**WORK INSTRUCTIONS:** Note each line of the entries that includes "CorpusError". Then copy those lines.

**DATA PROVIDED:**
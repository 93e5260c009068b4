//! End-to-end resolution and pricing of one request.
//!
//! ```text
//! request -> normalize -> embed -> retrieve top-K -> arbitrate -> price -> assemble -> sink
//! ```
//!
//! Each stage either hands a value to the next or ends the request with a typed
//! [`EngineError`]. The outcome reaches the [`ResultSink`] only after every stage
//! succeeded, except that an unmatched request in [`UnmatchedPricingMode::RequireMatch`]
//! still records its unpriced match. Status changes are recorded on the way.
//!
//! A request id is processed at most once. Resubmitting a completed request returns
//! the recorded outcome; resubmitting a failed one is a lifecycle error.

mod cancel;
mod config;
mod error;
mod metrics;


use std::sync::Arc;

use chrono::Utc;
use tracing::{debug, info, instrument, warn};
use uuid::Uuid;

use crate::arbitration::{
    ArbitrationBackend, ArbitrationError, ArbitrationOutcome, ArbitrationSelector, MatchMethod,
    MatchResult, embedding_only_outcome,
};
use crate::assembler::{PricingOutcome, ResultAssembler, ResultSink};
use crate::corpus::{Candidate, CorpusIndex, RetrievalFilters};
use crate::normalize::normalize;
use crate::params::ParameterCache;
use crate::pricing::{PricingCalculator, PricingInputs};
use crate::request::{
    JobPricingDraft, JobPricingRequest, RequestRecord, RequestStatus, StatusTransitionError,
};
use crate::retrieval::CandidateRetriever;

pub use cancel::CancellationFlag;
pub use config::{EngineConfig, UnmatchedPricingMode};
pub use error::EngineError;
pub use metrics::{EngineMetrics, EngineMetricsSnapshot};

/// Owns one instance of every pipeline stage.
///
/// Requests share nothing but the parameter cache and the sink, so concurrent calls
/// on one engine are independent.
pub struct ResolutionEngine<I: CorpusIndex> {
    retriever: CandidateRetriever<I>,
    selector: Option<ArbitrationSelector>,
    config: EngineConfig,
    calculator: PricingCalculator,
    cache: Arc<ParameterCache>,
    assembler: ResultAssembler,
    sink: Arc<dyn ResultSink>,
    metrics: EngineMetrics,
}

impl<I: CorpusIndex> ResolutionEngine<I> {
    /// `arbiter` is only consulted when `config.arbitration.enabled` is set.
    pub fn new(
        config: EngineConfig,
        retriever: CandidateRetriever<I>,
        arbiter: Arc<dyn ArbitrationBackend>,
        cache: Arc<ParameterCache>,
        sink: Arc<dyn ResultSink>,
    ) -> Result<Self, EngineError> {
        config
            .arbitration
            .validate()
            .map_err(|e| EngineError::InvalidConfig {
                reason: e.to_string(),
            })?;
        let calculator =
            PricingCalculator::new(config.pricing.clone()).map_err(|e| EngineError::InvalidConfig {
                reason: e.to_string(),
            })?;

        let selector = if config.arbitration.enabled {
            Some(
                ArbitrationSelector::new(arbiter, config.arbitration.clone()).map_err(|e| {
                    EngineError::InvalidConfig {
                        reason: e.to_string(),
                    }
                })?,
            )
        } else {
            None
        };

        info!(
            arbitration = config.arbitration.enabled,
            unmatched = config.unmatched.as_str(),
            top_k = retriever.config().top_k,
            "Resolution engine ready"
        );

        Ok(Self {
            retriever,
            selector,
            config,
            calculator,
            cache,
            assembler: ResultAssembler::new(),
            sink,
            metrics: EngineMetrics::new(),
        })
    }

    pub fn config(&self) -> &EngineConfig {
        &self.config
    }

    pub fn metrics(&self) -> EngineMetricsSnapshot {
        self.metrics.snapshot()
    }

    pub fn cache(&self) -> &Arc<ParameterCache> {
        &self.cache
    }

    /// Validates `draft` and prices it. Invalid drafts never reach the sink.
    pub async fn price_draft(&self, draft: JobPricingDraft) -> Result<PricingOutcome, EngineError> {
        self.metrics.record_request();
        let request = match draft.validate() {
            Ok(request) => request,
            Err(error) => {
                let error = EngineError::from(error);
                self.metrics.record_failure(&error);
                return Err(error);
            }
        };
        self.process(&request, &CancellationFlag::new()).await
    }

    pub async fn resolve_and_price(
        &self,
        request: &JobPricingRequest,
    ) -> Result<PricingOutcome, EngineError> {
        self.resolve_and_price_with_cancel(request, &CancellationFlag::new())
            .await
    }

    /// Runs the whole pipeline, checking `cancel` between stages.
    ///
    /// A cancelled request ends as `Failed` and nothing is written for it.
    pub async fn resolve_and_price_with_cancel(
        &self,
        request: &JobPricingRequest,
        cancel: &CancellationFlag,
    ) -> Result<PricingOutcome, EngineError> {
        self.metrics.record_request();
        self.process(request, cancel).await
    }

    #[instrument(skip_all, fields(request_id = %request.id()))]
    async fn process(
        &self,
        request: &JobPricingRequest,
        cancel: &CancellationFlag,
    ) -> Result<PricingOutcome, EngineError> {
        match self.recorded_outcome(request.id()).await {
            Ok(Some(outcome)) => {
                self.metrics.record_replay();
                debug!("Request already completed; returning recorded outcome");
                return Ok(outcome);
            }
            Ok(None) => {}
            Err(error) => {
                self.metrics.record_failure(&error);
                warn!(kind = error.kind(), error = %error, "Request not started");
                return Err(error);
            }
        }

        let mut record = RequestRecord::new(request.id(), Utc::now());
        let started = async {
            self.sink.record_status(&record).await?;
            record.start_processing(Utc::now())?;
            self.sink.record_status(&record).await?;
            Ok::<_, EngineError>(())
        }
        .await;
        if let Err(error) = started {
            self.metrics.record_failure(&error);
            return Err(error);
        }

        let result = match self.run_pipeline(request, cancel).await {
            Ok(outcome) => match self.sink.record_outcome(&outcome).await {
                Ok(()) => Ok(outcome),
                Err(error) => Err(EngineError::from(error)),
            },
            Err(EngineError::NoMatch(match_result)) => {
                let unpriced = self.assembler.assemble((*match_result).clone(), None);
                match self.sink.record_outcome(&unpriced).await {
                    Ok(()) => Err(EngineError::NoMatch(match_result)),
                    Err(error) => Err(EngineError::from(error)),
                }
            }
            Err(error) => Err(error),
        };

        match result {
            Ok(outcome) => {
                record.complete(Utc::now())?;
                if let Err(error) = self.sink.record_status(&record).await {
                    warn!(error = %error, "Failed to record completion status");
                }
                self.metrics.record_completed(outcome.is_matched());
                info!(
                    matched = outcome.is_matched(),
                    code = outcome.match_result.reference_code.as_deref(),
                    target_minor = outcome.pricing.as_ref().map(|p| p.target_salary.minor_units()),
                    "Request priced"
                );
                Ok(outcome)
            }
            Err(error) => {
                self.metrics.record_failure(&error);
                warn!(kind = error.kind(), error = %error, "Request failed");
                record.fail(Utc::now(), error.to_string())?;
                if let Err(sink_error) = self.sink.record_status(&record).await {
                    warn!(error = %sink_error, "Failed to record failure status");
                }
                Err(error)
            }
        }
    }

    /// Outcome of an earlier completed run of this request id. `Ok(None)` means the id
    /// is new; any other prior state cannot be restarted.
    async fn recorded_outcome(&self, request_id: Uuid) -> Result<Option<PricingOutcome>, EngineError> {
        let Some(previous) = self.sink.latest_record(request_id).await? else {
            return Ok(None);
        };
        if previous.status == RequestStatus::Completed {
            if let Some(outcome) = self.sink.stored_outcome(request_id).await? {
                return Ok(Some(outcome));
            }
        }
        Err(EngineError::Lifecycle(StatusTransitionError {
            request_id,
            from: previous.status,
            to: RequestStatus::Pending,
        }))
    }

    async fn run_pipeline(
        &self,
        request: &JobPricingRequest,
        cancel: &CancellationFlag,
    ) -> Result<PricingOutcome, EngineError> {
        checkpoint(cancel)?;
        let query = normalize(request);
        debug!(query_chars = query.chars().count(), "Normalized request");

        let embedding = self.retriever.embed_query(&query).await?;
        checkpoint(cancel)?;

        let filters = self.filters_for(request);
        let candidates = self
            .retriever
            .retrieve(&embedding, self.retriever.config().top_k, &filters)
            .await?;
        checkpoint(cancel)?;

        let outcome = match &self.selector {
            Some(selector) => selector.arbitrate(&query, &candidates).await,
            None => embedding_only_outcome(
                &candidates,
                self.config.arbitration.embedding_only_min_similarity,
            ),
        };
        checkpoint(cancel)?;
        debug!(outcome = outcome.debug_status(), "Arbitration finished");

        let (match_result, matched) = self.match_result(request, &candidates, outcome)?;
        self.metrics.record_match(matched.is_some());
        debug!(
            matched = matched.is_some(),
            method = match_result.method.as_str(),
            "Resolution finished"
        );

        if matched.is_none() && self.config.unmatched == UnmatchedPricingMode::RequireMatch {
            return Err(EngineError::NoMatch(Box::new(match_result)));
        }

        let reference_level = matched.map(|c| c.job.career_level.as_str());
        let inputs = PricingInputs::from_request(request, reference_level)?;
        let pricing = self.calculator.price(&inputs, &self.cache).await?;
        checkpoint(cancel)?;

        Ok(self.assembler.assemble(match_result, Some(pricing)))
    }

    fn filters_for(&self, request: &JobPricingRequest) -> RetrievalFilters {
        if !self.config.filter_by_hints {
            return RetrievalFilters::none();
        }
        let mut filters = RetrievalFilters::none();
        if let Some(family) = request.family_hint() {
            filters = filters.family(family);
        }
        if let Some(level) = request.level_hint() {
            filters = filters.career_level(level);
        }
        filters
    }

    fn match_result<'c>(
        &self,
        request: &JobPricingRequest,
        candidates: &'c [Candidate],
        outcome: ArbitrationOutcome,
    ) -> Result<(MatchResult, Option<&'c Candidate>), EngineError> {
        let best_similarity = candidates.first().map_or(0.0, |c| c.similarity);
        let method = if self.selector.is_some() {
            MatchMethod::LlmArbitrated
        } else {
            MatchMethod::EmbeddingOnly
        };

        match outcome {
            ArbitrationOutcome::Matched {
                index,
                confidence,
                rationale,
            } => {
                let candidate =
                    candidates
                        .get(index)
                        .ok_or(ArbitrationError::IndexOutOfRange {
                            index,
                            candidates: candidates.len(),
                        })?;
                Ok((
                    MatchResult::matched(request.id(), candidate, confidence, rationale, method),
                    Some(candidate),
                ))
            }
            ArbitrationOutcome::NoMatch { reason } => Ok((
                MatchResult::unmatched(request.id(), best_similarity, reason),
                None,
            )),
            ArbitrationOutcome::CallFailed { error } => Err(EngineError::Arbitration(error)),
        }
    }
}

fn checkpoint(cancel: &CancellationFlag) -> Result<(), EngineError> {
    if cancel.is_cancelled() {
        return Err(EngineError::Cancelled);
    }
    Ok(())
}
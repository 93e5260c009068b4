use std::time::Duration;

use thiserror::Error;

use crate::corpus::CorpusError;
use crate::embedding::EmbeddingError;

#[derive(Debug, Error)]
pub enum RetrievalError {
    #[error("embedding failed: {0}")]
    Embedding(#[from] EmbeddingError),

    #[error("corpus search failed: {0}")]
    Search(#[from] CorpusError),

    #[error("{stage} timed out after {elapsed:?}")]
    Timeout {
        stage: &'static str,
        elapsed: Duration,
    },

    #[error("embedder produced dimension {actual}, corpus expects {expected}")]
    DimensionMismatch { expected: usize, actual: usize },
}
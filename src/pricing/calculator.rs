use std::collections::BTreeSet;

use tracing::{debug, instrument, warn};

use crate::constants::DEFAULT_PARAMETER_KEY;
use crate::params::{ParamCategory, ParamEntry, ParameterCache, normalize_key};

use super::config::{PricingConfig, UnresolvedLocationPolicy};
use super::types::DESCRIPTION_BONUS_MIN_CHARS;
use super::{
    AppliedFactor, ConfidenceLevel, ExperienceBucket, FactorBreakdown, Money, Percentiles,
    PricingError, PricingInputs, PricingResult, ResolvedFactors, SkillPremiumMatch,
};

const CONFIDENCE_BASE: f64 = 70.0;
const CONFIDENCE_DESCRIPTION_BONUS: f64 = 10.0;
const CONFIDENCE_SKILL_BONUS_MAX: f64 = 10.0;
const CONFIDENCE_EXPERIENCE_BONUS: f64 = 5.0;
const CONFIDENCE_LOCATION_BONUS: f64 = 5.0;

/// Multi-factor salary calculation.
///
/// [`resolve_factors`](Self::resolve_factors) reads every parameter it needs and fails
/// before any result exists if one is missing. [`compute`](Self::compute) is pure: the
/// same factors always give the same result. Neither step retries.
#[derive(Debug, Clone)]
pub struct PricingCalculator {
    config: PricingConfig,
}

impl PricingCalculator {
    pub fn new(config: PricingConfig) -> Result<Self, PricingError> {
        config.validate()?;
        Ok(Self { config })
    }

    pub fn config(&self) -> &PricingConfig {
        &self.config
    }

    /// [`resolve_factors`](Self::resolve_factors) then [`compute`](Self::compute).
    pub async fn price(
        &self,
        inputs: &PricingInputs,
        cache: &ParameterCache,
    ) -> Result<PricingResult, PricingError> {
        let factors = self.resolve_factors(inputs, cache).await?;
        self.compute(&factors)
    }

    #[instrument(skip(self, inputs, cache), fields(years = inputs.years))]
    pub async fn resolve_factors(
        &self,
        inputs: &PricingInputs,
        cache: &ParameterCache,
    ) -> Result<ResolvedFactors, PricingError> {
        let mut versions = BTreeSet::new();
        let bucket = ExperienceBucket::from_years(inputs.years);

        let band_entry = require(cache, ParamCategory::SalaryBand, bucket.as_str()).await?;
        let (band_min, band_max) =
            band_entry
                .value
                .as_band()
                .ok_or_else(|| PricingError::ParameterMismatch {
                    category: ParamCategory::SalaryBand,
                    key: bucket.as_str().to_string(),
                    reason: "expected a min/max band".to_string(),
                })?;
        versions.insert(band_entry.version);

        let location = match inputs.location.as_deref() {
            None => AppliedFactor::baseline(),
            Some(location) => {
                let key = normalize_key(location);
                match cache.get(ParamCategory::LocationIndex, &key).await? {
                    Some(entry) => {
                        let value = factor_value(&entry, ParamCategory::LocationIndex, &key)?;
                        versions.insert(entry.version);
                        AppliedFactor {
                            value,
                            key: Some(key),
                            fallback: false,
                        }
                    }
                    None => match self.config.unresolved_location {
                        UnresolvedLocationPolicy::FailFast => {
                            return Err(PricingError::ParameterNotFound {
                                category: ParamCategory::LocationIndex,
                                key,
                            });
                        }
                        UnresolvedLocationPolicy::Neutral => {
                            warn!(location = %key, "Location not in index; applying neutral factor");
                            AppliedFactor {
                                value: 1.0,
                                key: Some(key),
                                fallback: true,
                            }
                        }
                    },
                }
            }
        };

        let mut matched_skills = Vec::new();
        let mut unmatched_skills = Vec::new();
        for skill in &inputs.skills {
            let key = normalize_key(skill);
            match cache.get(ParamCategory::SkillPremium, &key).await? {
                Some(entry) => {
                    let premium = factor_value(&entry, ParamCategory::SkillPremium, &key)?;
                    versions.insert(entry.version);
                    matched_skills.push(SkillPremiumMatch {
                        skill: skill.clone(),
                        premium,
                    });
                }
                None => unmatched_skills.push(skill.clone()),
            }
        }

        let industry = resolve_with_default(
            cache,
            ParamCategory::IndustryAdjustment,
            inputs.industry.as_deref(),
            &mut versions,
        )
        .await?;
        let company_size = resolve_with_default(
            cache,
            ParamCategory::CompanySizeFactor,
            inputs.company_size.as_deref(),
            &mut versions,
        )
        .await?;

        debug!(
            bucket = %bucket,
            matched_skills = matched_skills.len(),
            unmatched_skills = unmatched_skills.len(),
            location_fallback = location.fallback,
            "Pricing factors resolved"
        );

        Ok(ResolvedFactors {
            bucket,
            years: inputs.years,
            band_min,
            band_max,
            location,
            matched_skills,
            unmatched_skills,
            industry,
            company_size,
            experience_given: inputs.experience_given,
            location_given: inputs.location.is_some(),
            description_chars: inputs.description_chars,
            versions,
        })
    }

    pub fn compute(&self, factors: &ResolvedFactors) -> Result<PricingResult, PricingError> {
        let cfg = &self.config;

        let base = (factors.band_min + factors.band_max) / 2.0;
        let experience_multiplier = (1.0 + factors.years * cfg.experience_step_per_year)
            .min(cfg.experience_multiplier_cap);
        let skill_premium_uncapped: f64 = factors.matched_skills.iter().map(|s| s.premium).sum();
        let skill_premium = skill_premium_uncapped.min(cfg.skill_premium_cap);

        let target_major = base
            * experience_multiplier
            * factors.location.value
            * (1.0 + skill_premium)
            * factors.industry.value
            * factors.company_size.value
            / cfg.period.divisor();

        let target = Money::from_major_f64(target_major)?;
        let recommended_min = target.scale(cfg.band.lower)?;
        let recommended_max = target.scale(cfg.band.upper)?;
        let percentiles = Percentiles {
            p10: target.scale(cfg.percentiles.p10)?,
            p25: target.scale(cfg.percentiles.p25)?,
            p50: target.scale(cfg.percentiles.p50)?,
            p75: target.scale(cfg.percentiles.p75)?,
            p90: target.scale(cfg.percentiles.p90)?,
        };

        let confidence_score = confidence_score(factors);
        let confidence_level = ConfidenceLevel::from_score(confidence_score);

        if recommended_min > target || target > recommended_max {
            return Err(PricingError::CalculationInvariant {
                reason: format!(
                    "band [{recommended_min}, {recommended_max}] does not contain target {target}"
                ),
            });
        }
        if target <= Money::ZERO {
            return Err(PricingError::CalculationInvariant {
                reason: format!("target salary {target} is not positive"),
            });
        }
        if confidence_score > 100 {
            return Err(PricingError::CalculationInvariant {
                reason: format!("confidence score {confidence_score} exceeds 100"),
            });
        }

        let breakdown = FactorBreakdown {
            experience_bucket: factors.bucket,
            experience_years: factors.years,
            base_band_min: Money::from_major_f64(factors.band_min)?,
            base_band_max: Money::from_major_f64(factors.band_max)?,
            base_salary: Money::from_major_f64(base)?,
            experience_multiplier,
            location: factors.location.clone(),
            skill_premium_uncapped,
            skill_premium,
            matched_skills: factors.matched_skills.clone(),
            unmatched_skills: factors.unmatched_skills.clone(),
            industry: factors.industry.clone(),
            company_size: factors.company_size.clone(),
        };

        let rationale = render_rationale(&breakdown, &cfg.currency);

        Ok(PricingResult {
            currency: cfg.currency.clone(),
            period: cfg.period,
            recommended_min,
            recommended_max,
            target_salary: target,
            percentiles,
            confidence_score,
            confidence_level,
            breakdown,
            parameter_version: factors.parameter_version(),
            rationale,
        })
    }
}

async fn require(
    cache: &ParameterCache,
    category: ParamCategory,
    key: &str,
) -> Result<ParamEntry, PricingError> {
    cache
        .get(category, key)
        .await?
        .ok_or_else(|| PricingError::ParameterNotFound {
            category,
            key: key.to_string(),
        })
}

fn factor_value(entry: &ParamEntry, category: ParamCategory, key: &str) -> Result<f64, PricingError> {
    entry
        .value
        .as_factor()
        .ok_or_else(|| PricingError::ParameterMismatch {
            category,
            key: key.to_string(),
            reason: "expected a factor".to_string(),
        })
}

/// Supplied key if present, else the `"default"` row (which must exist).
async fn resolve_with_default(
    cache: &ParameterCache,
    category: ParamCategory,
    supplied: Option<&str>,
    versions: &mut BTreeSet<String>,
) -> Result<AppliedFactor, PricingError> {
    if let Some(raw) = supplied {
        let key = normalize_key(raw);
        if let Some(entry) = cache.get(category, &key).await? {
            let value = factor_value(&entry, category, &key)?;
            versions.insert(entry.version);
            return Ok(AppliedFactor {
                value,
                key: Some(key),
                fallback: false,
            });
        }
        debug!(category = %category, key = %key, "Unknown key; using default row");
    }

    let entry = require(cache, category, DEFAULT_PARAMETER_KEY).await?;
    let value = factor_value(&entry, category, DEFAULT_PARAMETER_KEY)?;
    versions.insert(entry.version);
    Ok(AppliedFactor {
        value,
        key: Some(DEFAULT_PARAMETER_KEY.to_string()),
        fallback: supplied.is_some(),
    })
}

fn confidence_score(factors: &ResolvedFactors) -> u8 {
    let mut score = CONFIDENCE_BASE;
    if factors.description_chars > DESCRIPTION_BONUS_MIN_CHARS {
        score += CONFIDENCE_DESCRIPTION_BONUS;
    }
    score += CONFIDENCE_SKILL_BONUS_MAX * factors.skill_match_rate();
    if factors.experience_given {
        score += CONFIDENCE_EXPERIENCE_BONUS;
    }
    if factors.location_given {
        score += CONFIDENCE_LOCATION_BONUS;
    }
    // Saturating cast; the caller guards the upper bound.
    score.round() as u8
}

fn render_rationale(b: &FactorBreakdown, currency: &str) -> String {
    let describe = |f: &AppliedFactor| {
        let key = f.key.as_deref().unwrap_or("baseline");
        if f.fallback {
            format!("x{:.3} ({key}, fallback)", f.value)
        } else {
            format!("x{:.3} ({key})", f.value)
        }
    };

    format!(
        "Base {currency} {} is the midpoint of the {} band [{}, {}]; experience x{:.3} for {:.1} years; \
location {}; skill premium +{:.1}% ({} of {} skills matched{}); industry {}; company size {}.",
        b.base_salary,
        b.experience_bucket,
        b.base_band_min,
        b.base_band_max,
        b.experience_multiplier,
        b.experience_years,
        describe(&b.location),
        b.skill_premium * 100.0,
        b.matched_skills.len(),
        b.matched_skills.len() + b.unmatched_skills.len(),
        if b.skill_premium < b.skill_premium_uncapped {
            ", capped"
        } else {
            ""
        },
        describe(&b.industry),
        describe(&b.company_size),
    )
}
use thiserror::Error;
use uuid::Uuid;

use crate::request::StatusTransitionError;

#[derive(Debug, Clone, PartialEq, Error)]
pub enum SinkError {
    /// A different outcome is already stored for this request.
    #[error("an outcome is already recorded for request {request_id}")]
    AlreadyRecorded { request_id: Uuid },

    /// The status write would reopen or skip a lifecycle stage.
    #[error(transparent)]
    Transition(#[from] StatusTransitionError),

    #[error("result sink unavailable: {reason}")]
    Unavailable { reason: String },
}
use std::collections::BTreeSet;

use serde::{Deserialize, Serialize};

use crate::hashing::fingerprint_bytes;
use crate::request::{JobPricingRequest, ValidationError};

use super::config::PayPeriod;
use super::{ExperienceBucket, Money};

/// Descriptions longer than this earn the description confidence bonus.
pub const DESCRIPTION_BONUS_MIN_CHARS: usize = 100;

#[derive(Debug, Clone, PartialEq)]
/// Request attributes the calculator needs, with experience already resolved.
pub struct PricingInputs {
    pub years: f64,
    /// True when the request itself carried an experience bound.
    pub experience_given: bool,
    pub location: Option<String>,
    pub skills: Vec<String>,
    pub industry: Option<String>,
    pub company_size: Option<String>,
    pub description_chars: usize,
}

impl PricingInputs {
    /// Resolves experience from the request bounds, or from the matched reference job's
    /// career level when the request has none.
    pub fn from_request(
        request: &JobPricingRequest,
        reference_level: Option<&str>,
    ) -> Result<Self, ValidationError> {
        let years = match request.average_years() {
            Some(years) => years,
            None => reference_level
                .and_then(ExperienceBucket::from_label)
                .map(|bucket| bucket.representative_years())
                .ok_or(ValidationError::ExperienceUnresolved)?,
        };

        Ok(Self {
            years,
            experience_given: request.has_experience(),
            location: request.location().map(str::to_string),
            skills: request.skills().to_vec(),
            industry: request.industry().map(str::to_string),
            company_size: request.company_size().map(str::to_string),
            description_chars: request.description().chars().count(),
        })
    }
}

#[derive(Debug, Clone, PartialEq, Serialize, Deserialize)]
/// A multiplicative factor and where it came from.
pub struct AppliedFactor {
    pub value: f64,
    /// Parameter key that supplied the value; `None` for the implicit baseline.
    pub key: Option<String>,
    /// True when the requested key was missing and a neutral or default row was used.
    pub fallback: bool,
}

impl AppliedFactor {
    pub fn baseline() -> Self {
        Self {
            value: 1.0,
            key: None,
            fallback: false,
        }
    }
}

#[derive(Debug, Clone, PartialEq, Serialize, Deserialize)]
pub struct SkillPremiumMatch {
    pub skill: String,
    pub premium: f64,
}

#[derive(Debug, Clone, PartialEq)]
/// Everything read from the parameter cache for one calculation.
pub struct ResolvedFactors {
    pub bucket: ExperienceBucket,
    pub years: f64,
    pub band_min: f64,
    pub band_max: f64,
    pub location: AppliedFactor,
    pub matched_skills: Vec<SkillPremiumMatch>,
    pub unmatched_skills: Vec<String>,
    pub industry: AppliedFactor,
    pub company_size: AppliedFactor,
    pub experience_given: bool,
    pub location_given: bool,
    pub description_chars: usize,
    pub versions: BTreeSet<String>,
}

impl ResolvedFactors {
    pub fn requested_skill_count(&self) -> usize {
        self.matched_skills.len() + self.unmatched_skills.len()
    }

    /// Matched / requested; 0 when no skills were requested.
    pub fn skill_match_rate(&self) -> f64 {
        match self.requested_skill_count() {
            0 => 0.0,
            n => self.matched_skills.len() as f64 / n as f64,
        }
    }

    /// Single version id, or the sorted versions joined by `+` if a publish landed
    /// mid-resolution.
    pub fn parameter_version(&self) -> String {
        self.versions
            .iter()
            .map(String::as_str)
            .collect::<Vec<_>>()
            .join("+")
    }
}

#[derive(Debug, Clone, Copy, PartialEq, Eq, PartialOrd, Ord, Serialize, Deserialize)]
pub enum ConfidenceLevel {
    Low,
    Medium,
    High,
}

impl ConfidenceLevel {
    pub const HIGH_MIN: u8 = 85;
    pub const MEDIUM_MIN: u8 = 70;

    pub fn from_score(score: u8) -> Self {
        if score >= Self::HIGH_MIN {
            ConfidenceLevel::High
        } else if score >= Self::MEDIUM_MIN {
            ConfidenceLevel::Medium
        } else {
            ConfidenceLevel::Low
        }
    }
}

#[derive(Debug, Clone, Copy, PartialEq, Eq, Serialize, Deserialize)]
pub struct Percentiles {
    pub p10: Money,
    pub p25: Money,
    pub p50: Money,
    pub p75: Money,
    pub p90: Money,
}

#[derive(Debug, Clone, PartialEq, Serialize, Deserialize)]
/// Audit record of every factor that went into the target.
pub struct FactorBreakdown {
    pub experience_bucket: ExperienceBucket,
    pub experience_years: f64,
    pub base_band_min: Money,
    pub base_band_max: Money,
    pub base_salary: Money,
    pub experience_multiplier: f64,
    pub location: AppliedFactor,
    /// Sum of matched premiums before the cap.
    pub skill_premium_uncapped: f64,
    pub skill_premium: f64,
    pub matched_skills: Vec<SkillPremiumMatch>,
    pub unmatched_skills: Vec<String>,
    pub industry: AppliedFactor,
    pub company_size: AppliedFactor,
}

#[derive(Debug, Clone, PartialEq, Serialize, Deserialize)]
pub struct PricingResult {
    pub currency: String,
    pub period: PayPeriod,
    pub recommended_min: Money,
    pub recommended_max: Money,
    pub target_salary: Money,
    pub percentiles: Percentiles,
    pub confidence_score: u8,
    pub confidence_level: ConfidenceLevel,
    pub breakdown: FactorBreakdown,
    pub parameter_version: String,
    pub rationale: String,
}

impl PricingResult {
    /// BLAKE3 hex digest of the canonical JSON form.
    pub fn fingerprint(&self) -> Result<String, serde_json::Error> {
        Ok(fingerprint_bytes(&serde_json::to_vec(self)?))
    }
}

**EXERCISE RESPONSE:**
use crate::corpus::CorpusError;
    Search(#[from] CorpusError),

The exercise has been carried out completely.